Help yourself, help others

  • Can’t go to the gym to work out? Sports teams shut down? Walk through the neighborhood (leaving plenty of socially distant space) and then offer to help — over the phone, digitally or from a distance — elderly neighbors with grass cutting or tree trimming. All of these activities will help you stay fit and help someone who really needs it.
  • Have a car or other transportation? Email, call or use apps like Next Door to arrange to make essential grocery/drugstore runs for housebound neighbors. Even if you have to leave the bags at their doorstep, you can help someone.
  • Offer to cook. For teens who don’t know how to cook, this is the perfect time to learn! Thankfully, you won’t need all those paper towels and rolls of toilet paper people seem to be hoarding. Just some fresh vegetables, a protein and maybe some ingenuity. Start with the basics: how to make scrambled eggs, grilled cheese, homemade tomato soup. Learn to read a recipe or follow a YouTube tutorial.
  • Spivey also suggested using this time to write your state senator or legislator. Tell them your concerns and how it impacts you and your peers. The most active and engaged constituents tend not to be from this age group, but there’s a power in being able to vocalize your concerns to people who can actually do something. “Think about what changes you would like to see made in education based on your experiences as a student,” she said. “Share those experiences as well as practical changes you would like to see made.

Just for you

  • Practice self care.
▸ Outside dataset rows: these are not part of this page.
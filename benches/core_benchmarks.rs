//! Benchmarks for complaintdesk-core derived views

#![allow(missing_docs, clippy::unwrap_used, clippy::indexing_slicing)]

use chrono::NaiveDate;
use complaintdesk_core::{
    ColorScale, Complaint, ComplaintStatus, DashboardStats, Heatmap, filter_complaints,
    month_labels,
};
use criterion::{BenchmarkId, Criterion, Throughput, criterion_group, criterion_main};
use rand::SeedableRng;
use rand::rngs::StdRng;
use std::hint::black_box;

const USERS: [&str; 6] = [
    "Alice Johnson",
    "Bob Smith",
    "Carol White",
    "David Brown",
    "Emma Davis",
    "Frank Miller",
];

const CATEGORIES: [&str; 5] = ["Noise", "Garbage", "Pothole", "Street Light", "Parking"];

/// Synthetic record set of `n` complaints, every third resolved
fn records(n: u32) -> Vec<Complaint> {
    (0..n)
        .map(|id| {
            let user = USERS[id as usize % USERS.len()];
            let category = CATEGORIES[id as usize % CATEGORIES.len()];
            let status = if id % 3 == 0 {
                ComplaintStatus::Resolved
            } else {
                ComplaintStatus::Pending
            };
            Complaint::new(id, user, category, 40.7, -74.0).with_status(status)
        })
        .collect()
}

/// Benchmark substring filtering over growing record sets
fn bench_filter(c: &mut Criterion) {
    let mut group = c.benchmark_group("filter_complaints");

    for size in [12_u32, 1_000, 10_000] {
        let data = records(size);
        group.throughput(Throughput::Elements(u64::from(size)));

        group.bench_with_input(BenchmarkId::new("empty_query", size), &data, |b, data| {
            b.iter(|| filter_complaints(black_box(data), ""));
        });
        group.bench_with_input(BenchmarkId::new("user_match", size), &data, |b, data| {
            b.iter(|| filter_complaints(black_box(data), "alice"));
        });
        group.bench_with_input(BenchmarkId::new("no_match", size), &data, |b, data| {
            b.iter(|| filter_complaints(black_box(data), "zzz"));
        });
    }

    group.finish();
}

/// Benchmark summary counts
fn bench_stats(c: &mut Criterion) {
    let mut group = c.benchmark_group("dashboard_stats");

    for size in [12_u32, 1_000, 10_000] {
        let data = records(size);
        group.throughput(Throughput::Elements(u64::from(size)));
        group.bench_with_input(BenchmarkId::from_parameter(size), &data, |b, data| {
            b.iter(|| DashboardStats::from_complaints(black_box(data)));
        });
    }

    group.finish();
}

/// Benchmark heatmap generation and rendering helpers
fn bench_heatmap(c: &mut Criterion) {
    let mut group = c.benchmark_group("heatmap");
    let today = NaiveDate::from_ymd_opt(2026, 10, 14).unwrap();

    group.bench_function("generate", |b| {
        let mut rng = StdRng::seed_from_u64(42);
        b.iter(|| Heatmap::generate(black_box(today), &mut rng));
    });

    group.bench_function("month_labels", |b| {
        b.iter(|| month_labels(black_box(today)));
    });

    let scale = ColorScale::activity();
    group.bench_function("color_scale", |b| {
        b.iter(|| {
            (0..=50)
                .map(|i| scale.color(black_box(f64::from(i) / 10.0)))
                .collect::<Vec<_>>()
        });
    });

    group.finish();
}

criterion_group!(benches, bench_filter, bench_stats, bench_heatmap);
criterion_main!(benches);
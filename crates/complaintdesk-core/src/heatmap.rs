//! Synthetic yearly activity heatmap
//!
//! The grid covers the 364 days before `today` as 52 week columns of 7 day
//! rows. Activity values are random on purpose: they illustrate the layout
//! and carry no meaning beyond the range and shape guarantees tested below.

use chrono::{Datelike, Days, NaiveDate};
use rand::Rng;
use serde::{Deserialize, Serialize};
use std::f64::consts::TAU;
use tracing::debug;

/// Week columns in the grid
pub const WEEKS: usize = 52;

/// Day rows per week column
pub const DAYS_PER_WEEK: usize = 7;

/// Days covered by the grid
pub const WINDOW_DAYS: usize = WEEKS * DAYS_PER_WEEK;

/// Highest activity level
pub const MAX_ACTIVITY: u8 = 5;

/// Peak deviation of the seasonal multiplier from 1.0
pub const SEASONAL_AMPLITUDE: f64 = 0.5;

/// Short month names, January first
pub const MONTH_NAMES: [&str; 12] = [
    "Jan", "Feb", "Mar", "Apr", "May", "Jun", "Jul", "Aug", "Sep", "Oct", "Nov", "Dec",
];

/// Row labels for the seven day rows
pub const DAY_LABELS: [&str; DAYS_PER_WEEK] = ["S", "M", "T", "W", "T", "F", "S"];

/// One generated day
#[derive(Debug, Clone, Copy, PartialEq, Eq, Serialize, Deserialize)]
pub struct HeatmapSample {
    /// Calendar date of the sample
    pub date: NaiveDate,
    /// Activity level, 0 to [`MAX_ACTIVITY`]
    pub activity: u8,
    /// Week column, 0 to 51
    pub week: usize,
    /// Day row, 0 to 6
    pub day: usize,
}

impl HeatmapSample {
    /// Hover text for the cell
    #[must_use]
    pub fn tooltip(&self) -> String {
        format!("{}: {} activities", self.date.format("%Y-%m-%d"), self.activity)
    }

    /// Rows 0 and 6 draw from the low weekend range
    #[must_use]
    pub const fn is_weekend(&self) -> bool {
        is_weekend_row(self.day)
    }
}

const fn is_weekend_row(day: usize) -> bool {
    day == 0 || day == DAYS_PER_WEEK - 1
}

/// Multiplier for a zero-based calendar month
///
/// A sine over the twelve-month cycle centered on 1.0: 1.0 in January, 1.5
/// in April, 0.5 in October.
#[must_use]
pub fn seasonal_factor(month0: u32) -> f64 {
    (f64::from(month0) / 12.0 * TAU)
        .sin()
        .mul_add(SEASONAL_AMPLITUDE, 1.0)
}

/// A full 52x7 grid of generated samples
#[derive(Debug, Clone, Default, PartialEq, Eq, Serialize, Deserialize)]
pub struct Heatmap {
    samples: Vec<HeatmapSample>,
}

impl Heatmap {
    /// Generate the grid ending the day before `today`
    ///
    /// Sample `(week, day)` falls on `today - 364 + week * 7 + day`. Dates
    /// saturate at the calendar bounds.
    pub fn generate<R: Rng + ?Sized>(today: NaiveDate, rng: &mut R) -> Self {
        let start = today
            .checked_sub_days(Days::new(WINDOW_DAYS as u64))
            .unwrap_or(NaiveDate::MIN);

        let mut samples = Vec::with_capacity(WINDOW_DAYS);
        for week in 0..WEEKS {
            for day in 0..DAYS_PER_WEEK {
                let offset = (week * DAYS_PER_WEEK + day) as u64;
                let date = start
                    .checked_add_days(Days::new(offset))
                    .unwrap_or(NaiveDate::MAX);

                let base: f64 = if is_weekend_row(day) {
                    rng.gen_range(0.0..2.0)
                } else {
                    rng.gen_range(1.0..5.0)
                };
                let scaled = (base * seasonal_factor(date.month0())).round();

                #[allow(clippy::cast_possible_truncation, clippy::cast_sign_loss)]
                let activity = scaled.clamp(0.0, f64::from(MAX_ACTIVITY)) as u8;

                samples.push(HeatmapSample {
                    date,
                    activity,
                    week,
                    day,
                });
            }
        }

        let heatmap = Self { samples };
        debug!(
            %start,
            total = heatmap.total(),
            max = heatmap.max(),
            "generated activity heatmap"
        );
        heatmap
    }

    /// All samples in week-major order
    #[must_use]
    pub fn samples(&self) -> &[HeatmapSample] {
        &self.samples
    }

    /// Number of samples
    #[must_use]
    pub fn len(&self) -> usize {
        self.samples.len()
    }

    /// Whether the grid has no samples
    #[must_use]
    pub fn is_empty(&self) -> bool {
        self.samples.is_empty()
    }

    /// Sample at a grid position
    #[must_use]
    pub fn cell(&self, week: usize, day: usize) -> Option<&HeatmapSample> {
        if week >= WEEKS || day >= DAYS_PER_WEEK {
            return None;
        }
        self.samples.get(week * DAYS_PER_WEEK + day)
    }

    /// Week columns, each holding up to seven samples
    pub fn weeks(&self) -> impl Iterator<Item = &[HeatmapSample]> {
        self.samples.chunks(DAYS_PER_WEEK)
    }

    /// Sum of all activity values
    #[must_use]
    pub fn total(&self) -> u32 {
        self.samples.iter().map(|s| u32::from(s.activity)).sum()
    }

    /// Highest activity value, 0 for an empty grid
    #[must_use]
    pub fn max(&self) -> u8 {
        self.samples.iter().map(|s| s.activity).max().unwrap_or(0)
    }
}

/// Month name positioned above a week column
#[derive(Debug, Clone, Copy, PartialEq, Eq)]
pub struct MonthLabel {
    /// Short month name
    pub name: &'static str,
    /// Week column the label sits over
    pub week: usize,
}

/// Labels for the twelve months ending with the month of `today`
#[must_use]
pub fn month_labels(today: NaiveDate) -> Vec<MonthLabel> {
    let first_month0 = (today.month0() as usize + 1) % 12;
    let mut labels: Vec<MonthLabel> = MONTH_NAMES
        .iter()
        .cycle()
        .skip(first_month0)
        .take(MONTH_NAMES.len())
        .enumerate()
        .map(|(i, &name)| MonthLabel {
            name,
            week: i * WEEKS / 12,
        })
        .collect();
    labels.dedup_by(|next, prev| next.name == prev.name);
    labels
}
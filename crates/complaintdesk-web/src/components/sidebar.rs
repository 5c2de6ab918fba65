//! Collapsible sidebar navigation

use crate::state::ShellState;
use complaintdesk_core::Section;
use leptos::prelude::*;

/// Icon glyph shown beside each section label
#[must_use]
pub const fn section_glyph(section: Section) -> &'static str {
    match section {
        Section::Dashboard => "▦",
        Section::Complaints => "✉",
        Section::Users => "☺",
        Section::Analytics => "▥",
        Section::Security => "⛨",
        Section::Reports => "▤",
        Section::Settings => "⚙",
    }
}

const fn toggle_glyph(collapsed: bool) -> &'static str {
    if collapsed { "☰" } else { "✕" }
}

/// Sidebar with title, collapse toggle and one button per section
#[component]
pub fn Sidebar(
    /// Shell state to read and drive
    shell: ShellState,
    /// Heading shown while expanded
    title: String,
) -> impl IntoView {
    let collapsed = move || shell.collapsed();

    view! {
        <aside class="sidebar" class:collapsed=collapsed>
            <div class="sidebar-header">
                <Show when=move || !collapsed()>
                    <h2 class="sidebar-title">{title.clone()}</h2>
                </Show>
                <button
                    class="btn btn-ghost sidebar-toggle"
                    on:click=move |_| shell.toggle_sidebar()
                >
                    {move || toggle_glyph(collapsed())}
                </button>
            </div>

            <nav class="sidebar-nav">
                {Section::ALL
                    .into_iter()
                    .map(|section| view! { <NavButton shell section /> })
                    .collect_view()}
            </nav>
        </aside>
    }
}

#[component]
fn NavButton(shell: ShellState, section: Section) -> impl IntoView {
    view! {
        <button
            class="nav-item"
            class:active=move || shell.is_active(section)
            title=section.label()
            on:click=move |_| shell.select(section)
        >
            <span class="nav-icon">{section_glyph(section)}</span>
            <Show when=move || !shell.collapsed()>
                <span class="nav-label">{section.label()}</span>
            </Show>
        </button>
    }
}
//! Stat cards for the dashboard overview

use complaintdesk_core::{Complaint, DashboardStats};
use leptos::prelude::*;

/// Direction of a month-over-month change badge
#[derive(Debug, Clone, Copy, PartialEq, Eq)]
pub enum Trend {
    /// Shown in green with an up arrow
    Up,
    /// Shown in red with a down arrow
    Down,
}

impl Trend {
    const fn arrow(self) -> &'static str {
        match self {
            Self::Up => "↑",
            Self::Down => "↓",
        }
    }

    const fn class_name(self) -> &'static str {
        match self {
            Self::Up => "trend-up",
            Self::Down => "trend-down",
        }
    }
}

/// Everything one stat card displays
#[derive(Debug, Clone, PartialEq, Eq)]
pub struct StatCardData {
    /// Card heading
    pub label: &'static str,
    /// Formatted count
    pub value: String,
    /// Icon glyph
    pub icon: &'static str,
    /// Change badge text
    pub change: &'static str,
    /// Change direction
    pub trend: Trend,
    /// Accent class
    pub class_name: &'static str,
}

/// Card descriptors for `stats`, in display order
///
/// The change badges are fixed display copy; there is no history to compare
/// against.
#[must_use]
pub fn stat_cards(stats: &DashboardStats) -> [StatCardData; 4] {
    [
        StatCardData {
            label: "Total Complaints",
            value: format_count(stats.total),
            icon: "✉",
            change: "+12%",
            trend: Trend::Up,
            class_name: "stat-info",
        },
        StatCardData {
            label: "Resolved",
            value: format_count(stats.resolved),
            icon: "✓",
            change: "+8%",
            trend: Trend::Up,
            class_name: "stat-success",
        },
        StatCardData {
            label: "Pending",
            value: format_count(stats.pending),
            icon: "◷",
            change: "-5%",
            trend: Trend::Down,
            class_name: "stat-warning",
        },
        StatCardData {
            label: "Active Users",
            value: format_count(stats.users),
            icon: "☺",
            change: "+15%",
            trend: Trend::Up,
            class_name: "stat-neutral",
        },
    ]
}

/// Format large numbers with commas
#[must_use]
pub fn format_count(n: usize) -> String {
    let s = n.to_string();
    let mut result = String::with_capacity(s.len() + s.len() / 3);
    for (i, c) in s.chars().enumerate() {
        if i > 0 && (s.len() - i) % 3 == 0 {
            result.push(',');
        }
        result.push(c);
    }
    result
}

/// Four summary cards over the bundled records
#[component]
#[allow(clippy::needless_pass_by_value)]
pub fn StatsSummary(
    /// Records to summarize
    complaints: Vec<Complaint>,
) -> impl IntoView {
    let stats = DashboardStats::from_complaints(&complaints);

    view! {
        <div class="stats-grid">
            {stat_cards(&stats).into_iter().map(|card| view! { <StatCard card /> }).collect_view()}
        </div>
    }
}

#[component]
fn StatCard(card: StatCardData) -> impl IntoView {
    view! {
        <div class=format!("stat-card {}", card.class_name)>
            <div class="stat-header">
                <span class="stat-label">{card.label}</span>
                <span class="stat-icon">{card.icon}</span>
            </div>
            <span class="stat-value">{card.value}</span>
            <div class="stat-change">
                <span class=format!("trend {}", card.trend.class_name())>
                    {card.trend.arrow()} {card.change}
                </span>
                <span class="stat-period">"vs last month"</span>
            </div>
        </div>
    }
}
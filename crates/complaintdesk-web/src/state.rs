//! Reactive state holders
//!
//! All fields are `RwSignal`, which is `Copy`, so both holders are `Copy` and
//! can be moved into as many event handlers as needed.

use complaintdesk_core::complaint::ComplaintId;
use complaintdesk_core::{Complaint, Navigator, Section, filter_complaints, resolve_complaint};
use leptos::prelude::*;

/// Shell state: selected section and sidebar collapse
#[derive(Debug, Clone, Copy)]
pub struct ShellState {
    /// Navigator behind the sidebar
    pub navigator: RwSignal<Navigator>,
}

impl ShellState {
    /// Create shell state starting from `navigator`
    #[must_use]
    pub fn new(navigator: Navigator) -> Self {
        Self {
            navigator: RwSignal::new(navigator),
        }
    }

    /// Current section (tracked)
    #[must_use]
    pub fn selected(&self) -> Section {
        self.navigator.with(Navigator::selected)
    }

    /// Whether the sidebar is collapsed (tracked)
    #[must_use]
    pub fn collapsed(&self) -> bool {
        self.navigator.with(Navigator::sidebar_collapsed)
    }

    /// Whether `section` is active (tracked)
    #[must_use]
    pub fn is_active(&self, section: Section) -> bool {
        self.navigator.with(|n| n.is_active(section))
    }

    /// Switch sections; re-selecting the current one notifies nobody
    pub fn select(&self, section: Section) {
        self.navigator.maybe_update(|n| {
            let changed = !n.is_active(section);
            n.select(section);
            changed
        });
    }

    /// Flip the sidebar collapse state
    pub fn toggle_sidebar(&self) {
        self.navigator.update(Navigator::toggle_sidebar);
    }
}

/// Records table state: a local copy of the fixture plus the search query
#[derive(Debug, Clone, Copy)]
pub struct TableState {
    /// Local record copy; resolve mutates this and nothing else
    pub complaints: RwSignal<Vec<Complaint>>,
    /// Current search text
    pub query: RwSignal<String>,
}

impl TableState {
    /// Create table state over a copy of `complaints`
    #[must_use]
    pub fn new(complaints: Vec<Complaint>) -> Self {
        Self {
            complaints: RwSignal::new(complaints),
            query: RwSignal::new(String::new()),
        }
    }

    /// Replace the search text
    pub fn set_query(&self, query: String) {
        self.query.set(query);
    }

    /// Records matching the current query (tracked)
    #[must_use]
    pub fn filtered(&self) -> Vec<Complaint> {
        self.query
            .with(|query| self.complaints.with(|records| filter_complaints(records, query)))
    }

    /// Resolve a pending record; returns whether anything changed
    pub fn resolve(&self, id: ComplaintId) -> bool {
        let mut changed = false;
        self.complaints.maybe_update(|records| {
            changed = resolve_complaint(records, id);
            changed
        });
        changed
    }
}
//! UI components for the dashboard

pub mod alerts;
pub mod complaints_table;
pub mod heatmap;
pub mod sidebar;
pub mod stats;

pub use alerts::{Alert, AlertLevel, RECENT_ALERTS, RecentAlerts};
pub use complaints_table::{EMPTY_RESULTS_MESSAGE, RecordsTable};
pub use heatmap::ActivityHeatmap;
pub use sidebar::{Sidebar, section_glyph};
pub use stats::{StatCardData, StatsSummary, Trend, format_count, stat_cards};
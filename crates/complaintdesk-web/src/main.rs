//! Browser entry point for the complaint dashboard
#![forbid(unsafe_code)]

use complaintdesk_web::{App, fixture};
use leptos::prelude::*;
use tracing::{info, warn};

fn main() {
    // Better panic messages in browser console
    console_error_panic_hook::set_once();

    let loaded = fixture::embedded_config();
    let config = loaded.as_ref().cloned().unwrap_or_default();

    // tracing forwards to the log facade, which console_log prints
    let level = config.logging.level.parse().unwrap_or(log::Level::Info);
    let _ = console_log::init_with_level(level);

    if let Err(e) = &loaded {
        warn!("Failed to load config: {e}, using defaults");
    }
    info!("Starting complaint dashboard");

    let complaints = fixture::bundled_complaints();
    mount_to_body(move || view! { <App config complaints /> });
}
//! Complaint dashboard web interface
//!
//! A client-side rendered Leptos app: sidebar navigation, summary cards, a
//! searchable complaints table and a synthetic activity heatmap, all driven by
//! a fixture bundled into the binary.

#![forbid(unsafe_code)]
#![warn(
    clippy::all,
    clippy::pedantic,
    clippy::nursery,
    missing_docs,
    rust_2018_idioms
)]

pub mod app;
pub mod components;
pub mod fixture;
pub mod pages;
pub mod state;

// Re-export the root component
pub use app::App;
pub use state::{ShellState, TableState};
//! Loading and validating the bundled complaint fixture

use crate::complaint::Complaint;
use crate::error::{Error, Result};
use std::collections::HashSet;
use tracing::info;
use validator::Validate;

/// Parse a JSON array of complaint records
///
/// Every record must pass field validation and ids must be unique.
///
/// # Errors
///
/// Returns [`Error::Fixture`] for malformed JSON, [`Error::Validation`] for a
/// record with an empty name or out-of-range coordinates, and
/// [`Error::DuplicateId`] when two records share an id.
pub fn parse_fixture(json: &str) -> Result<Vec<Complaint>> {
    let records: Vec<Complaint> = serde_json::from_str(json)?;
    validate_records(&records)?;

    info!(count = records.len(), "loaded complaint fixture");
    Ok(records)
}

/// Check field rules and id uniqueness for an already-parsed record set
///
/// # Errors
///
/// See [`parse_fixture`].
pub fn validate_records(records: &[Complaint]) -> Result<()> {
    let mut seen = HashSet::with_capacity(records.len());
    for complaint in records {
        if let Err(errors) = complaint.validate() {
            let field = errors
                .field_errors()
                .keys()
                .map(ToString::to_string)
                .min()
                .unwrap_or_default();
            return Err(Error::Validation {
                field,
                message: format!("complaint {}: {errors}", complaint.id),
            });
        }
        if !seen.insert(complaint.id) {
            return Err(Error::DuplicateId { id: complaint.id });
        }
    }
    Ok(())
}

#[cfg(test)]
#[allow(clippy::unwrap_used, clippy::indexing_slicing, clippy::panic)]
mod tests {
    use super::*;
    use crate::complaint::ComplaintStatus;
    use pretty_assertions::assert_eq;

    #[test]
    fn test_parse_valid_fixture() {
        let json = r#"[
            {"id": 1, "user": "Alice", "type": "Noise", "status": "Pending", "lat": 1.0, "lng": 2.0},
            {"id": 2, "user": "Bob", "type": "Garbage", "status": "Resolved", "lat": -33.8688, "lng": 151.2093}
        ]"#;

        let records = parse_fixture(json).unwrap();
        assert_eq!(records.len(), 2);
        assert_eq!(records[1].status, ComplaintStatus::Resolved);
        assert_eq!(records[1].category, "Garbage");
    }

    #[test]
    fn test_empty_fixture() {
        assert!(parse_fixture("[]").unwrap().is_empty());
    }

    #[test]
    fn test_malformed_json() {
        assert!(matches!(parse_fixture("[{"), Err(Error::Fixture(_))));
        assert!(matches!(parse_fixture(r#"{"id": 1}"#), Err(Error::Fixture(_))));
    }

    #[test]
    fn test_duplicate_ids_rejected() {
        let json = r#"[
            {"id": 4, "user": "Alice", "type": "Noise", "status": "Pending", "lat": 1.0, "lng": 2.0},
            {"id": 4, "user": "Bob", "type": "Noise", "status": "Pending", "lat": 1.0, "lng": 2.0}
        ]"#;

        assert!(matches!(parse_fixture(json), Err(Error::DuplicateId { id: 4 })));
    }

    #[test]
    fn test_out_of_range_latitude_rejected() {
        let json = r#"[{"id": 9, "user": "Alice", "type": "Noise", "status": "Pending", "lat": 91.0, "lng": 2.0}]"#;

        match parse_fixture(json) {
            Err(Error::Validation { field, message }) => {
                assert_eq!(field, "lat");
                assert!(message.starts_with("complaint 9:"));
            }
            other => panic!("Expected validation error, got {other:?}"),
        }
    }
}
//! Sidebar sections and the navigator state

use crate::error::{Error, Result};
use serde::{Deserialize, Serialize};
use std::str::FromStr;

/// One of the sidebar destinations
#[derive(Debug, Clone, Copy, Default, Serialize, Deserialize, PartialEq, Eq, Hash)]
#[serde(rename_all = "snake_case")]
pub enum Section {
    /// Overview with stats, heatmap and alerts
    #[default]
    Dashboard,
    /// Complaint records table
    Complaints,
    /// User management placeholder
    Users,
    /// Analytics placeholder
    Analytics,
    /// Security placeholder
    Security,
    /// Reports placeholder
    Reports,
    /// Settings placeholder
    Settings,
}

impl Section {
    /// Every section in sidebar order
    pub const ALL: [Self; 7] = [
        Self::Dashboard,
        Self::Complaints,
        Self::Users,
        Self::Analytics,
        Self::Security,
        Self::Reports,
        Self::Settings,
    ];

    /// Stable lowercase identifier
    #[must_use]
    pub const fn id(self) -> &'static str {
        match self {
            Self::Dashboard => "dashboard",
            Self::Complaints => "complaints",
            Self::Users => "users",
            Self::Analytics => "analytics",
            Self::Security => "security",
            Self::Reports => "reports",
            Self::Settings => "settings",
        }
    }

    /// Sidebar label
    #[must_use]
    pub const fn label(self) -> &'static str {
        match self {
            Self::Dashboard => "Dashboard",
            Self::Complaints => "Complaints",
            Self::Users => "Users",
            Self::Analytics => "Analytics",
            Self::Security => "Security",
            Self::Reports => "Reports",
            Self::Settings => "Settings",
        }
    }
}

impl std::fmt::Display for Section {
    fn fmt(&self, f: &mut std::fmt::Formatter<'_>) -> std::fmt::Result {
        f.write_str(self.id())
    }
}

impl FromStr for Section {
    type Err = Error;

    fn from_str(value: &str) -> Result<Self> {
        Self::ALL
            .into_iter()
            .find(|section| section.id() == value)
            .ok_or_else(|| Error::UnknownSection {
                value: value.to_string(),
            })
    }
}

/// Selected section and sidebar collapse state
#[derive(Debug, Clone, Copy, Default, PartialEq, Eq)]
pub struct Navigator {
    selected: Section,
    sidebar_collapsed: bool,
}

impl Navigator {
    /// Navigator starting at `selected`
    #[must_use]
    pub const fn new(selected: Section, sidebar_collapsed: bool) -> Self {
        Self {
            selected,
            sidebar_collapsed,
        }
    }

    /// Currently selected section
    #[must_use]
    pub const fn selected(&self) -> Section {
        self.selected
    }

    /// Whether the sidebar shows icons only
    #[must_use]
    pub const fn sidebar_collapsed(&self) -> bool {
        self.sidebar_collapsed
    }

    /// Whether `section` is the active one
    #[must_use]
    pub fn is_active(&self, section: Section) -> bool {
        self.selected == section
    }

    /// Switch to `section`
    pub const fn select(&mut self, section: Section) {
        self.selected = section;
    }

    /// Collapse an expanded sidebar or expand a collapsed one
    pub const fn toggle_sidebar(&mut self) {
        self.sidebar_collapsed = !self.sidebar_collapsed;
    }
}
//! Searchable complaints table with a resolve action

use crate::state::TableState;
use complaintdesk_core::{Complaint, ComplaintStatus};
use leptos::prelude::*;
use tracing::debug;

/// Shown in place of the table body when nothing matches
pub const EMPTY_RESULTS_MESSAGE: &str = "No complaints found matching your search.";

const fn status_badge(status: ComplaintStatus) -> (&'static str, &'static str) {
    match status {
        ComplaintStatus::Resolved => ("✓", "badge badge-success"),
        ComplaintStatus::Pending => ("◷", "badge badge-warning"),
    }
}

/// Records table over a local copy of `complaints`
///
/// Resolving a row only touches this table's copy.
#[component]
pub fn RecordsTable(
    /// Initial records
    complaints: Vec<Complaint>,
) -> impl IntoView {
    let table = TableState::new(complaints);
    let filtered = Memo::new(move |_| table.filtered());

    view! {
        <div class="card records-card">
            <div class="card-header">
                <input
                    type="text"
                    class="search-input"
                    placeholder="Search complaints..."
                    prop:value=move || table.query.get()
                    on:input=move |ev| table.set_query(event_target_value(&ev))
                />
            </div>

            <Show
                when=move || filtered.with(|rows| !rows.is_empty())
                fallback=|| view! { <div class="empty-state">{EMPTY_RESULTS_MESSAGE}</div> }
            >
                <table class="records-table">
                    <thead>
                        <tr>
                            <th>"ID"</th>
                            <th>"User"</th>
                            <th>"Type"</th>
                            <th>"Status"</th>
                            <th>"Location"</th>
                            <th>"Actions"</th>
                        </tr>
                    </thead>
                    <tbody>
                        // Keyed on status too so a resolved row is rebuilt
                        <For
                            each=move || filtered.get()
                            key=|c| (c.id, c.status)
                            children=move |c| view! { <RecordRow complaint=c table /> }
                        />
                    </tbody>
                </table>
            </Show>
        </div>
    }
}

#[component]
fn RecordRow(complaint: Complaint, table: TableState) -> impl IntoView {
    let id = complaint.id;
    let (glyph, badge_class) = status_badge(complaint.status);
    let pending = !complaint.status.is_resolved();

    view! {
        <tr>
            <td class="cell-id">{format!("#{id}")}</td>
            <td>
                <div class="user-cell">
                    <span class="avatar">{complaint.initial()}</span>
                    <span>{complaint.user.clone()}</span>
                </div>
            </td>
            <td><span class="badge badge-type">{complaint.category.clone()}</span></td>
            <td>
                <span class=badge_class>{glyph} " " {complaint.status.as_str()}</span>
            </td>
            <td class="cell-location">{complaint.location_label()}</td>
            <td class="cell-actions">
                <button
                    class="btn btn-ghost"
                    title="View"
                    on:click=move |_| debug!(id, "view complaint")
                >
                    "👁"
                </button>
                <Show when=move || pending>
                    <button
                        class="btn btn-success"
                        title="Resolve"
                        on:click=move |_| {
                            table.resolve(id);
                        }
                    >
                        "✓"
                    </button>
                </Show>
            </td>
        </tr>
    }
}
//! Root component: sidebar shell plus the selected panel

use crate::components::Sidebar;
use crate::pages::{complaints::ComplaintsPage, dashboard::DashboardOverview, placeholder::PlaceholderPage};
use crate::state::ShellState;
use complaintdesk_core::{Complaint, DashboardConfig, Section};
use leptos::prelude::*;

/// Main application component
#[component]
pub fn App(
    /// Shell configuration
    config: DashboardConfig,
    /// Records from the fixture
    complaints: Vec<Complaint>,
) -> impl IntoView {
    let shell = ShellState::new(config.navigator());
    let fixture = StoredValue::new(complaints);

    // Collapsing the sidebar must not remount the panel, so the content only
    // tracks the selected section.
    let selected = Memo::new(move |_| shell.selected());

    view! {
        <div class="app">
            <Sidebar shell title=config.ui.title />
            <main class="content">
                {move || section_view(selected.get(), fixture.get_value())}
            </main>
        </div>
    }
}

fn section_view(section: Section, complaints: Vec<Complaint>) -> AnyView {
    match section {
        Section::Dashboard => view! { <DashboardOverview complaints /> }.into_any(),
        Section::Complaints => view! { <ComplaintsPage complaints /> }.into_any(),
        Section::Users
        | Section::Analytics
        | Section::Security
        | Section::Reports
        | Section::Settings => view! { <PlaceholderPage section /> }.into_any(),
    }
}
Yes, we don’t often think of teenagers needing to do this, but with the stress of school stripped away, this time is perfect for learning techniques to relax, including deep breathing or taking a few minutes to meditate or go for a quiet (socially distanced) walk. This mindfulness, if practiced now when things are on pause, will be helpful when school resumes.
  • Try something you’ve never done. With so many how-to videos on YouTube, learn a new skill like yoga, designing clothes or knitting to give you a creative release.
  • Color. Yes, the activity many people quit doing once they hit middle school can be relaxing as well as creative.
  • Clean your room! Yes, parents seem to always admonish teenagers to do just that, but it is a perfect time to go through what you have and figure out what you wear, what you use, what you don’t wear or use and clean up.

Finally, remember that this is only temporary. Even though it seems it could go on for weeks, this, too, shall pass.